Word for word, repeat each record that follows.

══ DATA RECORDS ══

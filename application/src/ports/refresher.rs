//! Transcript refresh port
//!
//! After a session completes, the server's stored copy of the conversation is
//! authoritative: it may differ from the locally accumulated tokens
//! (normalization, token accounting). A refresher re-fetches it.

use async_trait::async_trait;
use codeassist_domain::ConversationId;
use thiserror::Error;

/// Errors that can occur while refreshing a transcript
#[derive(Error, Debug)]
pub enum RefreshError {
    #[error("Refresh request failed: {0}")]
    RequestFailed(String),

    #[error("Conversation not found: {0}")]
    NotFound(ConversationId),

    #[error("Invalid conversation payload: {0}")]
    InvalidPayload(String),
}

/// Invalidation hook invoked when a session reaches Completed.
#[async_trait]
pub trait TranscriptRefresher: Send + Sync {
    async fn refresh(&self, conversation: &ConversationId) -> Result<(), RefreshError>;
}

/// Keeps the locally accumulated transcript as is.
pub struct NoRefresh;

#[async_trait]
impl TranscriptRefresher for NoRefresh {
    async fn refresh(&self, _conversation: &ConversationId) -> Result<(), RefreshError> {
        Ok(())
    }
}
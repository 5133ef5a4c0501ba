//! Port definitions (interfaces for external adapters)
//!
//! Ports define the contracts that infrastructure and presentation adapters
//! must implement.

pub mod chat_gateway;
pub mod conversation_logger;
pub mod progress;
pub mod refresher;
pub mod transcript_store;
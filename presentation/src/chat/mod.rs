//! Interactive chat session

mod repl;

pub use repl::{ChatRepl, ReplCommand};
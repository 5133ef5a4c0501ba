//! Transcript store adapters

mod memory;

pub use memory::InMemoryTranscriptStore;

═══

- ANSWER FOR THE TASK:
filename application/src/ports/refresher.rs
//! Transcript refresh port
//!
//! After a session completes, the server's stored copy of the conversation is
//! authoritative: it may differ from the locally accumulated tokens
//! (normalization, token accounting). A refresher re-fetches it.

use async_trait::async_trait;
use codeassist_domain::ConversationId;
use thiserror::Error;

/// Errors that can occur while refreshing a transcript
#[derive(Error, Debug)]
pub enum RefreshError {
    #[error("Refresh request failed: {0}")]
    RequestFailed(String),

    #[error("Conversation not found: {0}")]
    NotFound(ConversationId),

    #[error("Invalid conversation payload: {0}")]
    InvalidPayload(String),
}

/// Invalidation hook invoked when a session reaches Completed.
#[async_trait]
pub trait TranscriptRefresher: Send + Sync {
    async fn refresh(&self, conversation: &ConversationId) -> Result<(), RefreshError>;
}

/// Keeps the locally accumulated transcript as is.
pub struct NoRefresh;

#[async_trait]
impl TranscriptRefresher for NoRefresh {
    async fn refresh(&self, _conversation: &ConversationId) -> Result<(), RefreshError> {
        Ok(())
    }
}
repository 5133ef5a4c0501ba
//! Port definitions (interfaces for external adapters)
//!
//! Ports define the contracts that infrastructure and presentation adapters
//! must implement.

pub mod chat_gateway;
pub mod conversation_logger;
pub mod progress;
pub mod refresher;
pub mod transcript_store;
filename presentation/src/chat/mod.rs
//! Interactive chat session

mod repl;

pub use repl::{ChatRepl, ReplCommand};
repository 5133ef5a4c0501ba
//! Transcript store adapters

mod memory;

pub use memory::InMemoryTranscriptStore;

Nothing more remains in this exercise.